Vigel haussa les épaules avec un petit ricanement:

—Des mystères! Vous êtes sans doute le seul dans Saïgon pour qui le contenu de la cagna Sibaldi garde cet honorable prestige de l’inconnu, et c’est ce qui retient le pauvre vieux... Car il y a belle lurette que, pour lui et les autres, le voile d’Isis s’est envolé des épaules, et du front de madame de Sibaldi, ornement central de ladite demeure!

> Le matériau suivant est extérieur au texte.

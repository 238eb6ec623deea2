//! Wishlist entries and deduplication.
//!
//! The wishlist may legitimately contain several catalog sections of the
//! same course name; the engine keeps the first occurrence per distinct
//! name and discards the rest before search. This is policy, not an
//! error condition.

use std::collections::HashSet;

use serde::{Deserialize, Serialize};

use super::Course;

/// A candidate course on a student's wishlist.
#[derive(Debug, Clone, Serialize, Deserialize)]
pub struct WishlistEntry {
    /// The candidate course.
    pub course: Course,
    /// Whether the course must appear in every generated combination.
    pub is_required: bool,
    /// Caller-supplied priority hint (unused by the default ranking).
    pub priority: i32,
}

impl WishlistEntry {
    /// Creates an optional entry with priority 0.
    pub fn new(course: Course) -> Self {
        Self {
            course,
            is_required: false,
            priority: 0,
        }
    }

    /// Marks the entry as required.
    pub fn required(mut self) -> Self {
        self.is_required = true;
        self
    }

    /// Sets the priority hint.
    pub fn with_priority(mut self, priority: i32) -> Self {
        self.priority = priority;
        self
    }
}

/// Keeps the first entry per distinct course name, preserving order.
///
/// Later entries with an already-seen name are dropped regardless of
/// their required flag or priority.
pub fn dedup_by_name(wishlist: Vec<WishlistEntry>) -> Vec<WishlistEntry> {
    let mut seen: HashSet<String> = HashSet::new();
    wishlist
        .into_iter()
        .filter(|entry| seen.insert(entry.course.name.clone()))
        .collect()
}

#[cfg(test)]
mod tests {
    use super::*;
    use crate::models::CourseType;

    fn entry(id: u64, name: &str) -> WishlistEntry {
        WishlistEntry::new(Course::new(id, name, 3, CourseType::MajorCore))
    }

    #[test]
    fn test_entry_builder() {
        let e = entry(1, "알고리즘").required().with_priority(5);
        assert!(e.is_required);
        assert_eq!(e.priority, 5);
    }

    #[test]
    fn test_dedup_keeps_first_occurrence() {
        let deduped = dedup_by_name(vec![
            entry(1, "알고리즘"),
            entry(2, "운영체제"),
            entry(3, "알고리즘"), // later section of the same course
        ]);

        assert_eq!(deduped.len(), 2);
        assert_eq!(deduped[0].course.id, 1);
        assert_eq!(deduped[1].course.id, 2);
    }

    #[test]
    fn test_dedup_drops_later_required_flag() {
        let deduped = dedup_by_name(vec![
            entry(1, "알고리즘"),
            entry(2, "알고리즘").required(),
        ]);

        // First occurrence wins, including its optional status
        assert_eq!(deduped.len(), 1);
        assert!(!deduped[0].is_required);
    }

    #[test]
    fn test_dedup_preserves_order() {
        let deduped = dedup_by_name(vec![entry(3, "c"), entry(1, "a"), entry(2, "b")]);
        let names: Vec<&str> = deduped.iter().map(|e| e.course.name.as_str()).collect();
        assert_eq!(names, vec!["c", "a", "b"]);
    }
}
//! Time-conflict checks for courses and combinations.
//!
//! All checks operate on merged canonical intervals. Overlap is strict
//! half-open: classes that merely touch at a boundary (one ends exactly
//! where another starts) do not conflict.

use std::collections::HashSet;

use crate::models::{Course, TimeInterval, Weekday};

/// Whether two intervals overlap (same weekday, strict half-open).
#[inline]
pub fn intervals_overlap(a: &TimeInterval, b: &TimeInterval) -> bool {
    a.overlaps(b)
}

/// Whether any meeting of one course overlaps any meeting of another.
pub fn courses_conflict(a: &Course, b: &Course) -> bool {
    a.intervals
        .iter()
        .any(|ia| b.intervals.iter().any(|ib| ia.overlaps(ib)))
}

/// Whether a candidate course conflicts with any course already placed.
///
/// Convenience for adding a single course to an existing timetable.
pub fn conflicts_with_any(existing: &[Course], candidate: &Course) -> bool {
    existing.iter().any(|c| courses_conflict(c, candidate))
}

/// Whether a set of courses forms a valid combination.
///
/// Valid means: no pair of courses conflicts (all pairs are checked) and
/// no course meets on an excluded weekday. Sets of size 0 or 1 pass the
/// pairwise check trivially.
pub fn combination_valid(courses: &[Course], excluded_weekdays: &HashSet<Weekday>) -> bool {
    for (i, a) in courses.iter().enumerate() {
        for b in &courses[i + 1..] {
            if courses_conflict(a, b) {
                return false;
            }
        }
    }

    if !excluded_weekdays.is_empty() {
        for course in courses {
            if course
                .intervals
                .iter()
                .any(|iv| excluded_weekdays.contains(&iv.weekday))
            {
                return false;
            }
        }
    }

    true
}
// SPDX-License-Identifier: BUSL-1.1
// Copyright 2025 Alfred Jean LLC

use clap::Parser;

/// Chat Worker + Presence/Read-Receipt Engine process.
#[derive(Debug, Parser)]
#[command(name = "fabric-worker", version, about)]
pub struct Config {
    /// Health-check-only HTTP port.
    #[arg(long, env = "FABRIC_HEALTH_PORT")]
    pub health_port: Option<u16>,

    /// Host address the health server binds to.
    #[arg(long, env = "FABRIC_HOST", default_value = "0.0.0.0")]
    pub host: String,

    /// Metrics exporter port (Prometheus text exposition).
    #[arg(long, env = "FABRIC_METRICS_PORT")]
    pub metrics_port: Option<u16>,

    /// NATS server URL.
    #[arg(long, env = "FABRIC_NATS_URL", default_value = "nats://127.0.0.1:4222")]
    pub nats_url: String,

    /// Redis connection URL for the group-member cache.
    #[arg(long, env = "FABRIC_REDIS_URL", default_value = "redis://127.0.0.1:6379")]
    pub redis_url: String,

    /// Postgres connection string for the durable store.
    #[arg(long, env = "FABRIC_DATABASE_URL")]
    pub database_url: String,

    /// Chat-ingress consumer prefetch (max_ack_pending), the "manual
    /// ack, prefetch 20" of spec.md §6.
    #[arg(long, env = "FABRIC_PREFETCH", default_value = "20")]
    pub prefetch: i64,

    /// Bounded redelivery count before a transient persist failure is
    /// dead-lettered instead of retried again.
    #[arg(long, env = "FABRIC_MAX_REDELIVERY", default_value = "5")]
    pub max_redelivery: u64,

    /// Read-receipt batching window, milliseconds.
    #[arg(long, env = "FABRIC_RECEIPT_BATCH_MS", default_value = "50")]
    pub receipt_batch_ms: u64,

    /// Read-receipt worker pool size (competing consumers on
    /// `read.receipts`).
    #[arg(long, env = "FABRIC_RECEIPT_WORKERS", default_value = "3")]
    pub receipt_workers: usize,

    /// Graceful shutdown drain deadline, seconds.
    #[arg(long, env = "FABRIC_DRAIN_SECS", default_value = "15")]
    pub drain_secs: u64,

    /// Log format (json or text).
    #[arg(long, env = "FABRIC_LOG_FORMAT", default_value = "json")]
    pub log_format: String,

    /// Log level (trace, debug, info, warn, error).
    #[arg(long, env = "FABRIC_LOG_LEVEL", default_value = "info")]
    pub log_level: String,
}

impl Config {
    pub fn validate(&self) -> anyhow::Result<()> {
        if self.database_url.trim().is_empty() {
            anyhow::bail!("--database-url must be set");
        }
        if self.prefetch <= 0 {
            anyhow::bail!("--prefetch must be positive");
        }
        if self.receipt_workers == 0 {
            anyhow::bail!("--receipt-workers must be nonzero");
        }
        match self.log_format.as_str() {
            "json" | "text" => {}
            other => anyhow::bail!("invalid log format: {other}"),
        }
        Ok(())
    }
}

#[cfg(test)]
#[path = "config_tests.rs"]
mod tests;
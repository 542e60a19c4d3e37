// SPDX-License-Identifier: BUSL-1.1
// Copyright 2025 Alfred Jean LLC

use clap::Parser;
use tracing::error;

use gateway::config::Config;

#[tokio::main]
async fn main() {
    let config = Config::parse();

    let filter = tracing_subscriber::EnvFilter::try_from_default_env()
        .unwrap_or_else(|_| tracing_subscriber::EnvFilter::new(config.log_level.clone()));
    let subscriber = tracing_subscriber::fmt().with_env_filter(filter);
    if config.log_format == "json" {
        subscriber.json().init();
    } else {
        subscriber.init();
    }

    if let Err(e) = gateway::run(config).await {
        error!("fatal: {e:#}");
        std::process::exit(1);
    }
}
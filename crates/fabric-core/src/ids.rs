// SPDX-License-Identifier: BUSL-1.1
// Copyright 2025 Alfred Jean LLC

use std::fmt;

use serde::{Deserialize, Serialize};
use uuid::Uuid;

macro_rules! uuid_id {
    ($name:ident) => {
        #[derive(Debug, Clone, Copy, PartialEq, Eq, Hash, PartialOrd, Ord, Serialize, Deserialize)]
        #[serde(transparent)]
        pub struct $name(pub Uuid);

        impl $name {
            pub fn new() -> Self {
                Self(Uuid::new_v4())
            }
        }

        impl Default for $name {
            fn default() -> Self {
                Self::new()
            }
        }

        impl fmt::Display for $name {
            fn fmt(&self, f: &mut fmt::Formatter<'_>) -> fmt::Result {
                fmt::Display::fmt(&self.0, f)
            }
        }

        impl From<Uuid> for $name {
            fn from(value: Uuid) -> Self {
                Self(value)
            }
        }
    };
}

uuid_id!(UserId);
uuid_id!(ChatId);
uuid_id!(ClientUuid);

/// Message ids are assigned by the durable store (`BIGSERIAL`), strictly
/// increasing per-store — never a client- or worker-generated UUID, so
/// clients can dedup `Message` frames and detect ordering by comparing
/// this value (§3: "Message ids are strictly increasing per-store").
#[derive(Debug, Clone, Copy, PartialEq, Eq, Hash, PartialOrd, Ord, Serialize, Deserialize)]
#[serde(transparent)]
pub struct MessageId(pub i64);

impl fmt::Display for MessageId {
    fn fmt(&self, f: &mut fmt::Formatter<'_>) -> fmt::Result {
        fmt::Display::fmt(&self.0, f)
    }
}

impl From<i64> for MessageId {
    fn from(value: i64) -> Self {
        Self(value)
    }
}

/// Device identifiers are client-chosen opaque strings (e.g. `"web"`,
/// `"ios-a1b2"`), not server-generated UUIDs — a session is keyed by
/// `(UserId, DeviceId)` per the one-session-per-device-per-chat rule.
#[derive(Debug, Clone, PartialEq, Eq, Hash, PartialOrd, Ord, Serialize, Deserialize)]
#[serde(transparent)]
pub struct DeviceId(pub String);

impl fmt::Display for DeviceId {
    fn fmt(&self, f: &mut fmt::Formatter<'_>) -> fmt::Result {
        f.write_str(&self.0)
    }
}

impl From<String> for DeviceId {
    fn from(value: String) -> Self {
        Self(value)
    }
}

#[cfg(test)]
#[path = "ids_tests.rs"]
mod tests;
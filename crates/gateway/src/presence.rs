// SPDX-License-Identifier: BUSL-1.1
// Copyright 2025 Alfred Jean LLC

//! Presence write-side: on session open/close, write the cache key and
//! publish a transient event on the presence fanout subject (§4.7).
//! Presence broadcasts are never persisted.

use std::time::Duration;

use fabric_core::ids::UserId;
use fabric_core::protocol::{PresenceEvent, ServerFrame};
use fabric_core::subjects::PRESENCE_EVENTS_SUBJECT;
use fabric_core::time::epoch_secs;
use futures_util::StreamExt;
use tokio_util::sync::CancellationToken;
use tracing::{debug, warn};

use crate::hub::SharedHub;
use crate::registry::CacheClient;

pub struct PresencePublisher {
    client: async_nats::Client,
    cache: CacheClient,
    conn_ttl: Duration,
}

impl PresencePublisher {
    pub fn new(client: async_nats::Client, cache: CacheClient, conn_ttl: Duration) -> Self {
        Self {
            client,
            cache,
            conn_ttl,
        }
    }

    pub async fn mark_online(&self, user_id: UserId) {
        let last_seen = epoch_secs();
        self.cache
            .set_presence(user_id, true, last_seen, self.conn_ttl + Duration::from_secs(5))
            .await;
        self.publish(user_id, true, last_seen).await;
    }

    pub async fn mark_offline(&self, user_id: UserId) {
        let last_seen = epoch_secs();
        self.cache
            .set_presence(user_id, false, last_seen, self.conn_ttl + Duration::from_secs(5))
            .await;
        self.publish(user_id, false, last_seen).await;
    }

    async fn publish(&self, user_id: UserId, online: bool, last_seen: i64) {
        let event = PresenceEvent {
            user_id,
            online,
            last_seen,
        };
        let Ok(payload) = serde_json::to_vec(&event) else {
            warn!(%user_id, "failed to serialize presence event");
            return;
        };
        if let Err(e) = self
            .client
            .publish(PRESENCE_EVENTS_SUBJECT, payload.into())
            .await
        {
            warn!(%user_id, error = %e, "presence publish failed");
        }
    }
}

/// Presence read-side: one global core-NATS subscription per replica on
/// `presence.events`, turning each `PresenceEvent` into a `Presence`
/// frame delivered to every locally-connected session. Unlike the
/// delivery path this is not scoped per chat — presence is a fanout
/// broadcast (§9), so every replica runs exactly one of these from
/// startup rather than lazily per chat.
pub struct PresenceRouter {
    client: async_nats::Client,
    hub: SharedHub,
}

impl PresenceRouter {
    pub fn new(client: async_nats::Client, hub: SharedHub) -> Self {
        Self { client, hub }
    }

    pub async fn run(&self, shutdown: CancellationToken) -> anyhow::Result<()> {
        let mut sub = self.client.subscribe(PRESENCE_EVENTS_SUBJECT).await?;
        debug!("presence subscription active");

        loop {
            tokio::select! {
                _ = shutdown.cancelled() => break,
                msg = sub.next() => {
                    let Some(msg) = msg else { break };
                    self.handle_message(&msg.payload).await;
                }
            }
        }
        Ok(())
    }

    async fn handle_message(&self, payload: &[u8]) {
        route_presence_payload(&self.hub, payload).await;
    }
}

/// Parse a presence-subject payload and fan it out via the hub. Split
/// out of `PresenceRouter` so it can be exercised without a live NATS
/// connection.
async fn route_presence_payload(hub: &SharedHub, payload: &[u8]) -> Option<usize> {
    let event: PresenceEvent = match serde_json::from_slice(payload) {
        Ok(e) => e,
        Err(e) => {
            warn!(error = %e, "dropping malformed presence event");
            return None;
        }
    };
    let frame = ServerFrame::Presence {
        user_id: event.user_id,
        online: event.online,
        last_seen: event.last_seen,
    };
    Some(hub.broadcast_to_all(frame).await)
}

#[cfg(test)]
#[path = "presence_tests.rs"]
mod tests;
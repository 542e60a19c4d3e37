// SPDX-License-Identifier: BUSL-1.1
// Copyright 2025 Alfred Jean LLC

//! Durable-store access for the Chat Worker and the Read-Receipt
//! Engine: message insert, sent-receipt fan-out, recipient fallback
//! resolution, and the monotonic `lastReadMsgId` commit (§3, §4.5,
//! §4.7).

use fabric_core::ids::{ChatId, MessageId, UserId};
use sqlx::postgres::PgPoolOptions;
use sqlx::PgPool;

/// Postgres's unique-violation SQLSTATE, used to distinguish a replayed
/// `clientUuid` (idempotent, ack-as-duplicate) from any other
/// persistence failure (transient, nack-with-requeue).
pub const UNIQUE_VIOLATION: &str = "23505";

#[derive(Debug)]
pub struct InsertedMessage {
    pub id: MessageId,
    pub created_at: i64,
}

#[derive(Clone)]
pub struct Store {
    pool: PgPool,
}

impl Store {
    pub async fn connect(database_url: &str) -> anyhow::Result<Self> {
        let pool = PgPoolOptions::new()
            .max_connections(10)
            .connect(database_url)
            .await?;
        Ok(Self { pool })
    }

    /// Insert a message, returning its assigned id and timestamp. A
    /// unique-violation on `client_uuid` surfaces as `sqlx::Error`
    /// whose database code the caller inspects via
    /// [`is_duplicate_client_uuid`].
    pub async fn insert_message(
        &self,
        client_uuid: uuid::Uuid,
        chat_id: ChatId,
        sender_id: UserId,
        body: &str,
        media_url: Option<&str>,
        created_at: i64,
    ) -> Result<InsertedMessage, sqlx::Error> {
        let row: (i64,) = sqlx::query_as(
            "INSERT INTO messages (client_uuid, chat_id, user_id, body, media_url, created_at)
             VALUES ($1, $2, $3, $4, $5, $6)
             RETURNING id",
        )
        .bind(client_uuid)
        .bind(chat_id.0)
        .bind(sender_id.0)
        .bind(body)
        .bind(media_url)
        .bind(created_at)
        .fetch_one(&self.pool)
        .await?;
        Ok(InsertedMessage {
            id: MessageId::from(row.0),
            created_at,
        })
    }

    /// Best-effort `sent` receipt insert per recipient (§4.5 step 4 —
    /// individual failures are logged by the caller and never block
    /// the pipeline).
    pub async fn insert_sent_receipt(
        &self,
        msg_id: MessageId,
        user_id: UserId,
        ts: i64,
    ) -> Result<(), sqlx::Error> {
        sqlx::query(
            "INSERT INTO receipts (msg_id, user_id, status, ts) VALUES ($1, $2, 1, $3)
             ON CONFLICT (msg_id, user_id) DO NOTHING",
        )
        .bind(msg_id.0)
        .bind(user_id.0)
        .bind(ts)
        .execute(&self.pool)
        .await?;
        Ok(())
    }

    /// Member user ids of a chat, used when the group-member cache
    /// misses (§4.5 step 3).
    pub async fn chat_member_ids(&self, chat_id: ChatId) -> Result<Vec<UserId>, sqlx::Error> {
        let rows: Vec<(uuid::Uuid,)> =
            sqlx::query_as("SELECT user_id FROM memberships WHERE chat_id = $1")
                .bind(chat_id.0)
                .fetch_all(&self.pool)
                .await?;
        Ok(rows.into_iter().map(|(id,)| UserId::from(id)).collect())
    }

    /// Commit a batch of `(chatId, userId) -> maxMsgId` read-receipt
    /// updates. `lastReadMsgId` only ever advances (§3 invariant).
    pub async fn commit_read_receipts(
        &self,
        updates: &[((ChatId, UserId), i64)],
    ) -> Result<(), sqlx::Error> {
        let mut tx = self.pool.begin().await?;
        for ((chat_id, user_id), max_msg_id) in updates {
            sqlx::query(
                "UPDATE memberships SET last_read_msg_id = GREATEST(last_read_msg_id, $1)
                 WHERE chat_id = $2 AND user_id = $3",
            )
            .bind(max_msg_id)
            .bind(chat_id.0)
            .bind(user_id.0)
            .execute(&mut *tx)
            .await?;
        }
        tx.commit().await
    }
}

/// True when `err` is a unique-violation on the message's idempotency
/// key, meaning this is a redelivered ingress envelope already
/// persisted — ack as a no-op rather than creating a duplicate.
pub fn is_duplicate_client_uuid(err: &sqlx::Error) -> bool {
    matches!(
        err,
        sqlx::Error::Database(db_err) if db_err.code().as_deref() == Some(UNIQUE_VIOLATION)
    )
}

#[cfg(test)]
#[path = "store_tests.rs"]
mod tests;
// SPDX-License-Identifier: BUSL-1.1
// Copyright 2025 Alfred Jean LLC

//! Ingress path: a validated `SendMessage` from a session becomes a
//! durable envelope published to the chat stream, confirmed before the
//! sender is told anything succeeded (§4.4).

use std::time::Duration;

use async_nats::jetstream::{self, context::Context as JetStreamContext};
use fabric_core::ids::{ChatId, ClientUuid, UserId};
use fabric_core::protocol::ChatEnvelope;
use fabric_core::subjects::chat_subject;

#[derive(Debug, Clone, Copy, PartialEq, Eq)]
pub enum IngressError {
    Nacked,
    Timeout,
    Unserializable,
}

pub struct IngressPublisher {
    js: JetStreamContext,
    confirm_timeout: Duration,
}

impl IngressPublisher {
    pub fn new(nats_client: async_nats::Client, confirm_timeout: Duration) -> Self {
        Self {
            js: jetstream::new(nats_client),
            confirm_timeout,
        }
    }

    /// Publish and wait for the JetStream publish ack (the publisher
    /// confirm). On NACK or timeout the caller surfaces `PublishFailed`
    /// keyed by the original `clientUuid`; no durability is claimed.
    pub async fn publish(
        &self,
        client_uuid: ClientUuid,
        chat_id: ChatId,
        sender_id: UserId,
        body: String,
        media_url: Option<String>,
    ) -> Result<(), IngressError> {
        let envelope = ChatEnvelope {
            client_uuid,
            chat_id,
            sender_id,
            body,
            media_url,
        };
        let payload = serde_json::to_vec(&envelope).map_err(|_| IngressError::Unserializable)?;
        let subject = chat_subject(chat_id);

        let ack_future = self
            .js
            .publish(subject, payload.into())
            .await
            .map_err(|_| IngressError::Nacked)?;

        match tokio::time::timeout(self.confirm_timeout, ack_future).await {
            Ok(Ok(_ack)) => Ok(()),
            Ok(Err(_)) => Err(IngressError::Nacked),
            Err(_) => Err(IngressError::Timeout),
        }
    }
}

#[cfg(test)]
#[path = "ingress_tests.rs"]
mod tests;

—Monsieur de Sibaldi est marié!

—A la colle forte, si j’ose dire. Il a choisi l’ingénue, aux temps héroïques où la fleur de nos gandins cochinchinois se devait de faire voile jusqu’à Singapore au devant du char nautique de Thespis, du paquebot amenant la troupe théâtrale, si vous préférez... Et dame! l’ingénue d’il y a trente ans a pris tout le développement d’une confortable mégère, emplissant la demeure et la vie de son imprudent séducteur de ses prétentions, de ses récriminations, voire de ses titubations... Sans compter qu’il lui reste de sa professionnelle jeunesse un goût pour le maquillage et le costume qui contribue fortement à tenir bas les finances du pauvre homme!

—Au fait, demandai-je, de quoi s’alimentent-elles ces finances? Quelle est la position sociale de Sibaldi? Fonctionnaire, commerçant, colon?